> _Task instructions_: Locate every line below that contains the word "must" and copy it.

- Opening Delimiter -

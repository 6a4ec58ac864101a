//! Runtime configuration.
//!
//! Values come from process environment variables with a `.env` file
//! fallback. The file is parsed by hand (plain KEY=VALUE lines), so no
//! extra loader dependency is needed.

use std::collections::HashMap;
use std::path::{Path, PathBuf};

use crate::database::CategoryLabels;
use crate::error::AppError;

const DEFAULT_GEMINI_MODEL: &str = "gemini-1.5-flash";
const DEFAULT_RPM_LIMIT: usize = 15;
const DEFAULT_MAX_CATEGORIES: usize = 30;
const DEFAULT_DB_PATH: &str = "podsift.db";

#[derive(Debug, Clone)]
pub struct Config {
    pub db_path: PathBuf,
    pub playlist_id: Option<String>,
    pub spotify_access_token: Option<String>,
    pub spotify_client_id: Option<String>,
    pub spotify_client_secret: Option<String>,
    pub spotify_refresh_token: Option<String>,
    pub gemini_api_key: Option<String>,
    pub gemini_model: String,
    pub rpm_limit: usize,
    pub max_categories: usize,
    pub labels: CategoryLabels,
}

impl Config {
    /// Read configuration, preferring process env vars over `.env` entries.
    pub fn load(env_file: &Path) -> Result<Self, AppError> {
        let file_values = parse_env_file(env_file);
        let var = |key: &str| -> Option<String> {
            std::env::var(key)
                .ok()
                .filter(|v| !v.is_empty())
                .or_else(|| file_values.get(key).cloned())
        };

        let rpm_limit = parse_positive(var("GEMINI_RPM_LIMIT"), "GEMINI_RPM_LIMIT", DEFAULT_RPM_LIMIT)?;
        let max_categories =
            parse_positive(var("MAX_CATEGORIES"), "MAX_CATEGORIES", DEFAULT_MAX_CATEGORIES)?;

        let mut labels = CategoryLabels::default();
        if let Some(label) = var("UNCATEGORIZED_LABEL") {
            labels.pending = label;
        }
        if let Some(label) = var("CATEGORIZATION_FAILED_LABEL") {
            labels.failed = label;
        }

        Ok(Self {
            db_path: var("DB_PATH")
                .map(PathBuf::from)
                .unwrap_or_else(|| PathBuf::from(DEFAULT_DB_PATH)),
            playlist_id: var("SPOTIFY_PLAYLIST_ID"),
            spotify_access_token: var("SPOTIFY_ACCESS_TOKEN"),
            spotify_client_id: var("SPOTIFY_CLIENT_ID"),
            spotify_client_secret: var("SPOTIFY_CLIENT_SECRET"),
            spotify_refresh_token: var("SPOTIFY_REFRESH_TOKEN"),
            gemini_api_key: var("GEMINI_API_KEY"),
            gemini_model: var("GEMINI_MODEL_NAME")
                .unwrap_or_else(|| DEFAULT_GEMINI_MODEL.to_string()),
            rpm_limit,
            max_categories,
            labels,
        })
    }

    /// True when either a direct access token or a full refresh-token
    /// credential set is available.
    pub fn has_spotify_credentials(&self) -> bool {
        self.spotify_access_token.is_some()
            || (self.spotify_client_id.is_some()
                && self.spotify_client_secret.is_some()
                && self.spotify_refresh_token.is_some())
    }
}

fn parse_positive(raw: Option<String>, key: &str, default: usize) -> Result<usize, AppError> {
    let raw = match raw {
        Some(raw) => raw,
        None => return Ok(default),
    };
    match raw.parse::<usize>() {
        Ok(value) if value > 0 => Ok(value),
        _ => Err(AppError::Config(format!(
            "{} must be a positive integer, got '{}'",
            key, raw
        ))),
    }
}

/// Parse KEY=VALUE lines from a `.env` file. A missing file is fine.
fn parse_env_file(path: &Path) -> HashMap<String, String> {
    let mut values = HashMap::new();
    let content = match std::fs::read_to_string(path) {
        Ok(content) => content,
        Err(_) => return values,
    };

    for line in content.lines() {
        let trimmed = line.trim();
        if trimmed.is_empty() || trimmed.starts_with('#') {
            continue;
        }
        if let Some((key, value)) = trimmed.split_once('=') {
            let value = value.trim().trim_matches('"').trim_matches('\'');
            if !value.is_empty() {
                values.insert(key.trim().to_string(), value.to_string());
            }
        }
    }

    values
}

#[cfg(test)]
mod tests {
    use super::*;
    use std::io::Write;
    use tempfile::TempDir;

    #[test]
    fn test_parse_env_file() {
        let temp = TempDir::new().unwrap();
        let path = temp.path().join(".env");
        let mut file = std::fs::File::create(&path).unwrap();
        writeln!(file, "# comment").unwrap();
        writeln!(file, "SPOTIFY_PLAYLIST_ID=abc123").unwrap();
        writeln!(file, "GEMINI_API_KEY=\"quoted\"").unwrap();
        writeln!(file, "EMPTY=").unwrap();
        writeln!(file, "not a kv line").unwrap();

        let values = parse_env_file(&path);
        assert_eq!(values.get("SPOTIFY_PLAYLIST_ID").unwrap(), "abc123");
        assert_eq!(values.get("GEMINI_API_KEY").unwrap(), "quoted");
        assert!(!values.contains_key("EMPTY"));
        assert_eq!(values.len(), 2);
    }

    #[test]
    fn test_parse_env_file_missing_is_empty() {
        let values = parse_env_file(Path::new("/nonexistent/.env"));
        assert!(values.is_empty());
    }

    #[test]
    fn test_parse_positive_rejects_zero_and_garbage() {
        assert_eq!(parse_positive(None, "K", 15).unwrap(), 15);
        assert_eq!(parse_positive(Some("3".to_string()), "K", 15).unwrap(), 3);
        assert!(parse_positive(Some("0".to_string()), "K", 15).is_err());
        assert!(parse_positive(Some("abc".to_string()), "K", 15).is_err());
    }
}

- Closing Delimiter -
- Opening Delimiter -

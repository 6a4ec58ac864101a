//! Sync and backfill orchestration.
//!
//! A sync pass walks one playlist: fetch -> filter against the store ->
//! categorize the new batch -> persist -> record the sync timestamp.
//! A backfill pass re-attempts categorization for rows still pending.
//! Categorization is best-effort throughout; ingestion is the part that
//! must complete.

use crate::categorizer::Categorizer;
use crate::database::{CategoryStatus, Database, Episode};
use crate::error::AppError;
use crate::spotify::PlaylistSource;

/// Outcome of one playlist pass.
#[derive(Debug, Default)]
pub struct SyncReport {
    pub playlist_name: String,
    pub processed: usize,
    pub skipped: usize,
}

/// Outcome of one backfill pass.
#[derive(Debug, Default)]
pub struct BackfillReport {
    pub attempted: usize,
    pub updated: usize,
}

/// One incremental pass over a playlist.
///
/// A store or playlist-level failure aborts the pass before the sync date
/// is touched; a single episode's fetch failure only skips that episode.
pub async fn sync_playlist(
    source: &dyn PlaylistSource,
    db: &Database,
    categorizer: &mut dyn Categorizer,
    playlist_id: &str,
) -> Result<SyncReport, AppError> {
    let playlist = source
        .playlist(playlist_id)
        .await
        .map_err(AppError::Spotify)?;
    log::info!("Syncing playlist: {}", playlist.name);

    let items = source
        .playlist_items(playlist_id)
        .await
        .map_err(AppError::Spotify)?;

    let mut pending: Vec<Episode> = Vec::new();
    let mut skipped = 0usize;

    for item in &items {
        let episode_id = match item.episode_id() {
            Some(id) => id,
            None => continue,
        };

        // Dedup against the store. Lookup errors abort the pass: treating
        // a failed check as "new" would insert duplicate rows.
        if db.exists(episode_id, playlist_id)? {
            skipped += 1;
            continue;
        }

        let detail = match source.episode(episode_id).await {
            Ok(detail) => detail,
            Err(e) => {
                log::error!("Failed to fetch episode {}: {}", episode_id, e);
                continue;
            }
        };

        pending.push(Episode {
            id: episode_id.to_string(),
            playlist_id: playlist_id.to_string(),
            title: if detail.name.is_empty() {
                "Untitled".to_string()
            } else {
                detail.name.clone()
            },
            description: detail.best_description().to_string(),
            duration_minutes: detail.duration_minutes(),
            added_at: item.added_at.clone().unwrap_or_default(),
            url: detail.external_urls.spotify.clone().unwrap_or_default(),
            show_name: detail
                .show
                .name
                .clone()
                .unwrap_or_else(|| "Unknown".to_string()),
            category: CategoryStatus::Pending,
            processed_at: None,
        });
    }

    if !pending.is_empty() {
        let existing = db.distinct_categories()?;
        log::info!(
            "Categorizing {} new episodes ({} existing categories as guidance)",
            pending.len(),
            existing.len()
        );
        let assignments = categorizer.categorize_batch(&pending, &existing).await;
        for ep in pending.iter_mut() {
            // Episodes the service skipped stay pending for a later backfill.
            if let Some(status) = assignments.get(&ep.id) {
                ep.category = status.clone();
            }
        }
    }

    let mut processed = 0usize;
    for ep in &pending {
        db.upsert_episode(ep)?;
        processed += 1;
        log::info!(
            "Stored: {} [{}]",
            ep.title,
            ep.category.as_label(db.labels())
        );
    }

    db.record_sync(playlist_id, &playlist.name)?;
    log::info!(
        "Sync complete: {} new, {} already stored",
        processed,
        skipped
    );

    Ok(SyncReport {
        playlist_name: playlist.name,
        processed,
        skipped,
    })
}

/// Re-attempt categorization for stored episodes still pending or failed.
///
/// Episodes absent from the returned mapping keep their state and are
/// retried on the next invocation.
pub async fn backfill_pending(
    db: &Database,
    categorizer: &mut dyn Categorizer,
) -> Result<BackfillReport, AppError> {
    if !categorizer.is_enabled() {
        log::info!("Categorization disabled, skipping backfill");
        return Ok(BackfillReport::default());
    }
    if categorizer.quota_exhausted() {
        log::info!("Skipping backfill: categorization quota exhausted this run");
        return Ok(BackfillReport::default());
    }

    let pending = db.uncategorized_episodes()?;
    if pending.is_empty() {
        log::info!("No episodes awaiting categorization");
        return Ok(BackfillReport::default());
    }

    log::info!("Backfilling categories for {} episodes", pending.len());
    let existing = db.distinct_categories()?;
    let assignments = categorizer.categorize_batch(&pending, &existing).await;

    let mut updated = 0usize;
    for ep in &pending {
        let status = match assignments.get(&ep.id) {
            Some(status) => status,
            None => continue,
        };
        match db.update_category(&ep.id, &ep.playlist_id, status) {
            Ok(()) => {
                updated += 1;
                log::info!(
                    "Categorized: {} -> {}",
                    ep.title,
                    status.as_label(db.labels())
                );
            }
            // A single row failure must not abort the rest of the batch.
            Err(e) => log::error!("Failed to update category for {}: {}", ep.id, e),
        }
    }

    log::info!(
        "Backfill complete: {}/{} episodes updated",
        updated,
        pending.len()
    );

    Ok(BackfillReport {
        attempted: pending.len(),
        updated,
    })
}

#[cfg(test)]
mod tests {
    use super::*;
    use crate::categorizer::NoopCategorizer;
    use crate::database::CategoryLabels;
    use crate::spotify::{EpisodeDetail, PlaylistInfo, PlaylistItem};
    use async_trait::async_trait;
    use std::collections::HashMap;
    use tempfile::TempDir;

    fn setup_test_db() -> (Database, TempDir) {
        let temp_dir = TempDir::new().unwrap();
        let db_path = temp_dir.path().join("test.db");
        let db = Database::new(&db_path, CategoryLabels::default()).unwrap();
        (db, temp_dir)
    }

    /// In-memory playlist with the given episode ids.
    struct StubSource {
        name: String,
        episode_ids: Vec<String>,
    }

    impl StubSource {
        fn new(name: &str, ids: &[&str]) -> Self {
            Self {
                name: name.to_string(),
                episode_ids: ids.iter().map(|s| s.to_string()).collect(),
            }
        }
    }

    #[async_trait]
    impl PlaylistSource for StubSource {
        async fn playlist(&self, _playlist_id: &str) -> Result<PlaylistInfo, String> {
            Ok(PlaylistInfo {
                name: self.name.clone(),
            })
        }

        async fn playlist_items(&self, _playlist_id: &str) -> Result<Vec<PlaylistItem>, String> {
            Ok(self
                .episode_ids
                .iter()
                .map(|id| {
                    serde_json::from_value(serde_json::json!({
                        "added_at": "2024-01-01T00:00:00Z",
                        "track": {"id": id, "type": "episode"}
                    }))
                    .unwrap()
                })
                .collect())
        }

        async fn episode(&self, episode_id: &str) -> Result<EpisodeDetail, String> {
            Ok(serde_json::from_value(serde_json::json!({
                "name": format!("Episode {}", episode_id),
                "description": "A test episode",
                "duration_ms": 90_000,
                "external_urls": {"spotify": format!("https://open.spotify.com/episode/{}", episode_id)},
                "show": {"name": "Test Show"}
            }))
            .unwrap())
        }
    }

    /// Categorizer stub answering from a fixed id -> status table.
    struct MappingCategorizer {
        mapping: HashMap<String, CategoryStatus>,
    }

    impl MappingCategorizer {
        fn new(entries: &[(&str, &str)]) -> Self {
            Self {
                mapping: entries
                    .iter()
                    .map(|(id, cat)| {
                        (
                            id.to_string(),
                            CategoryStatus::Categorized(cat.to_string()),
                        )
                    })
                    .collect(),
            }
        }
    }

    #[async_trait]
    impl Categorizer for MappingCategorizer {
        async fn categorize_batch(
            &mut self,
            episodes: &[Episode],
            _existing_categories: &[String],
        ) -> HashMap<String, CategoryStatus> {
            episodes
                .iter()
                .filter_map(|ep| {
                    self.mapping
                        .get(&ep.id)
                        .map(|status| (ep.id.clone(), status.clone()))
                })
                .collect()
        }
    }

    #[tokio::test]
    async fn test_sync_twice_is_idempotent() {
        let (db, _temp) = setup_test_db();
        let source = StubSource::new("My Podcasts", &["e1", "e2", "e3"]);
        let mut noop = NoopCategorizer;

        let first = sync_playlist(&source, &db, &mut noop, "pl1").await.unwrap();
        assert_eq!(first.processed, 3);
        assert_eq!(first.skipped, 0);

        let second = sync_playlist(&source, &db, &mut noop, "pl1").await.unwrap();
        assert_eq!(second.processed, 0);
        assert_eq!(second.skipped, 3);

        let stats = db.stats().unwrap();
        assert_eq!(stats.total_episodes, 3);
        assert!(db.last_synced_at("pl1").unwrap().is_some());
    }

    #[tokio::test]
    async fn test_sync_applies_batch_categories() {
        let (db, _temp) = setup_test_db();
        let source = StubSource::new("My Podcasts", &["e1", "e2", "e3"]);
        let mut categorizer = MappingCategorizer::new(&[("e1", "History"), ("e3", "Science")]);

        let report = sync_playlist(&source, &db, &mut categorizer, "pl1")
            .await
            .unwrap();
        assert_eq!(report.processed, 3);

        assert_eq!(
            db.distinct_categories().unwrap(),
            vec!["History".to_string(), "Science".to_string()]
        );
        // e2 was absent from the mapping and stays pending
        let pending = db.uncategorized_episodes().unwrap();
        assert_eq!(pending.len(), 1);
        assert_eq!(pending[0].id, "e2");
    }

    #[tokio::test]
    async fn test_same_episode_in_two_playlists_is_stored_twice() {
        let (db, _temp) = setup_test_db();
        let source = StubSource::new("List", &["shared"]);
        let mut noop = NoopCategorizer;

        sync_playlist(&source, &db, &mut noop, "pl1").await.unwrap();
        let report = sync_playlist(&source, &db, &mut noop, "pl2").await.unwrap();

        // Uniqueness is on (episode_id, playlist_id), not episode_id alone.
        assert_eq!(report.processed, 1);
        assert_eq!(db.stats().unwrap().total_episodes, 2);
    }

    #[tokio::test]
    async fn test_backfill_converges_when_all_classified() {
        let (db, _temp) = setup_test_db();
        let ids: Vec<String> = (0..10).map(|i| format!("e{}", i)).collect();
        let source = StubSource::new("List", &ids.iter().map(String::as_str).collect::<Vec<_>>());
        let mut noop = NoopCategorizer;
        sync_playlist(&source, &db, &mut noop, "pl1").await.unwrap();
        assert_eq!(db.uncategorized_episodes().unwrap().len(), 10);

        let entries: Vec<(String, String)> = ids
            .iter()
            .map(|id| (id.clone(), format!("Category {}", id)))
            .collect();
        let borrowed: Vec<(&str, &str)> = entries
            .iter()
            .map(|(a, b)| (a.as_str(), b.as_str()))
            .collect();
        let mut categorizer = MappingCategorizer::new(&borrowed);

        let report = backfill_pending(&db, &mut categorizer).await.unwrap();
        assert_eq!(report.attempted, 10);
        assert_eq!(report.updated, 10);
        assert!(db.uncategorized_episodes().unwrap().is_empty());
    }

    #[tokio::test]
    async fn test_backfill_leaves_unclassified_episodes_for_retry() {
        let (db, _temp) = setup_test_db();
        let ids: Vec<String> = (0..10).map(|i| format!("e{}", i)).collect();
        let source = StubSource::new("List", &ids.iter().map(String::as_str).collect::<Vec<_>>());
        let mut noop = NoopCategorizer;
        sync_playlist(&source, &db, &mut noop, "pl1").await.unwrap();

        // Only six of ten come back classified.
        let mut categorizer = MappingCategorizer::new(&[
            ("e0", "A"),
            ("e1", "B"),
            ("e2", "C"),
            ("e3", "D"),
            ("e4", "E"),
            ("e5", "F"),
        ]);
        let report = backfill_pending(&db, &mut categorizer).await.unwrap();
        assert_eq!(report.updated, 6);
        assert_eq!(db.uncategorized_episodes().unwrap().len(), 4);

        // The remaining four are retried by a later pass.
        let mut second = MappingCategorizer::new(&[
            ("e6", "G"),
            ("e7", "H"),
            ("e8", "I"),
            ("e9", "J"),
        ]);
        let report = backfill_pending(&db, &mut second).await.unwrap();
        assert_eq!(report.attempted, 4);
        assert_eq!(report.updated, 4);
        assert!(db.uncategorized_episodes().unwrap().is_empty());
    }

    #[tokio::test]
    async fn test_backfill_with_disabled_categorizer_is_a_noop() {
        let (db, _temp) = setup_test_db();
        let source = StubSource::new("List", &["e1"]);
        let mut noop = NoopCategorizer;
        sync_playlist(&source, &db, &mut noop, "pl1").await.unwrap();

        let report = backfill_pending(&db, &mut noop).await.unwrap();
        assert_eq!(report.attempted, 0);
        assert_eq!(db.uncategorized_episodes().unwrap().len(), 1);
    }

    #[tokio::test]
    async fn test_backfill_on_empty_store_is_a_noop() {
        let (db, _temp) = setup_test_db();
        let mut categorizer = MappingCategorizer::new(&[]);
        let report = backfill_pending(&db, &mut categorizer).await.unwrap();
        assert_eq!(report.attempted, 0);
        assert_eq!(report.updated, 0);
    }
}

- Closing Delimiter -
- Opening Delimiter -

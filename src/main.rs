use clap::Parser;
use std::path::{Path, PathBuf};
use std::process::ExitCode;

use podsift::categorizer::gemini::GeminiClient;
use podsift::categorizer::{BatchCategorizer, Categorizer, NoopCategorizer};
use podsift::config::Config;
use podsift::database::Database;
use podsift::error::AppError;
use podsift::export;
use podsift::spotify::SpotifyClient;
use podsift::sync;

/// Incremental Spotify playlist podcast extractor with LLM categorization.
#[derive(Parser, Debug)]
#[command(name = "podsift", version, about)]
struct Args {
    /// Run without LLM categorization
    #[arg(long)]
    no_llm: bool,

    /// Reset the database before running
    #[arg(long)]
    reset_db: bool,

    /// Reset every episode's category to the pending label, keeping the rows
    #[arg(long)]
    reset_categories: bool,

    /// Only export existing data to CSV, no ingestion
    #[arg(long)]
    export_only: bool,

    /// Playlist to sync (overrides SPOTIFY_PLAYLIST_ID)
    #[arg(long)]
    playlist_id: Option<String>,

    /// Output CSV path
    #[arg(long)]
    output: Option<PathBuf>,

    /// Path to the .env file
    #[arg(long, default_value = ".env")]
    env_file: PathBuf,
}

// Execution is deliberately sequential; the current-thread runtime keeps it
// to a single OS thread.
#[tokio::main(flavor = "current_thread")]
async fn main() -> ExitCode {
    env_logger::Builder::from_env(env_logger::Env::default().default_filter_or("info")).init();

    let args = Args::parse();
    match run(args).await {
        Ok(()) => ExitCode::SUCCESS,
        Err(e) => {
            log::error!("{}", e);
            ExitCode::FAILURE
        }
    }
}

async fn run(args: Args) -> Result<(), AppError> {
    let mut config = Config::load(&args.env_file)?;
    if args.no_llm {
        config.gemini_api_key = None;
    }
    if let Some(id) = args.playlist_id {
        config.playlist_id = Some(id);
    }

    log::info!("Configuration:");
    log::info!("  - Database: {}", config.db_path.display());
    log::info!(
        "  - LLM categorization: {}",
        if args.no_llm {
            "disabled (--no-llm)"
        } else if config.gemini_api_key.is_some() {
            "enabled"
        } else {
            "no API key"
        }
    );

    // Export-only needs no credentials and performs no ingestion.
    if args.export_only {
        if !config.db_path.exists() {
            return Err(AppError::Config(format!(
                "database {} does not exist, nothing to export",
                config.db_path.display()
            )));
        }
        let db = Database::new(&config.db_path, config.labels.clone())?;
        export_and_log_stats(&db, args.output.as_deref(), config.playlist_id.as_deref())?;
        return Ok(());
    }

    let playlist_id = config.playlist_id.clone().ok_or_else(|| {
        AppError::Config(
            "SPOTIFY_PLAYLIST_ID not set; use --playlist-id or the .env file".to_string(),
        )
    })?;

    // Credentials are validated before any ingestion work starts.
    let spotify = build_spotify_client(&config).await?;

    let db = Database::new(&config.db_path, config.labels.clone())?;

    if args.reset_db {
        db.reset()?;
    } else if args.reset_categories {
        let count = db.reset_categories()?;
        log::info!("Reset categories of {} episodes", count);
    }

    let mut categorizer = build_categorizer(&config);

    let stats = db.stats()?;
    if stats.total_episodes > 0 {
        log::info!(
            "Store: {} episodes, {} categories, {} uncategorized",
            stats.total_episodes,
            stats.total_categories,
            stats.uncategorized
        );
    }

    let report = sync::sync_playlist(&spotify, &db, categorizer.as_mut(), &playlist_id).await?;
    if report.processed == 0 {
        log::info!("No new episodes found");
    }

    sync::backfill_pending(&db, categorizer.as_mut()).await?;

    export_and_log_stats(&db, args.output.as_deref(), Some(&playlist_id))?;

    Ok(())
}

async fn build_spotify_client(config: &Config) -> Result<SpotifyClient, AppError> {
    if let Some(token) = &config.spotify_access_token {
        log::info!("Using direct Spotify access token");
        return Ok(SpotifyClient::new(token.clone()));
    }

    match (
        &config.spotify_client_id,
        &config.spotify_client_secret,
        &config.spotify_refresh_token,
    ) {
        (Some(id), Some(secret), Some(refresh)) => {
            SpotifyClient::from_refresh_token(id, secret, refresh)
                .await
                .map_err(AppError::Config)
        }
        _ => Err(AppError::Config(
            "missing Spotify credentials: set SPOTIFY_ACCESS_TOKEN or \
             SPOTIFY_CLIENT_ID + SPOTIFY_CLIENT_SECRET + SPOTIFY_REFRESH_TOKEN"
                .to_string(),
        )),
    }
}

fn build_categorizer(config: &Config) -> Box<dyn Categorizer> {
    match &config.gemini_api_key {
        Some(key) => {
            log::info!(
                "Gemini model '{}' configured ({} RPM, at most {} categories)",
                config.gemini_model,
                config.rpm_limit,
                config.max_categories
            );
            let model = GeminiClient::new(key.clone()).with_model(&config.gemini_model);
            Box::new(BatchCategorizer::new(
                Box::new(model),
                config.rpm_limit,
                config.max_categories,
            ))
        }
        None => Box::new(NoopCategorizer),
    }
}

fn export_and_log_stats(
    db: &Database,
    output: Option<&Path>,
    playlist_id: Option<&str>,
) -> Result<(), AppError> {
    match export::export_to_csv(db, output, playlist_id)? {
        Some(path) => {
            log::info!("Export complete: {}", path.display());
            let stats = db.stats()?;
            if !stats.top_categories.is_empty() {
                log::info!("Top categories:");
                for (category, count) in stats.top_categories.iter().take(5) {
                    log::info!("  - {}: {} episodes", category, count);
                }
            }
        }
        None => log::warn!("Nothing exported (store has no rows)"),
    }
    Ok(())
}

- Closing Delimiter -

> _Output for this task_:
            "{} must be a positive integer, got '{}'",
//! must complete.
            // A single row failure must not abort the rest of the batch.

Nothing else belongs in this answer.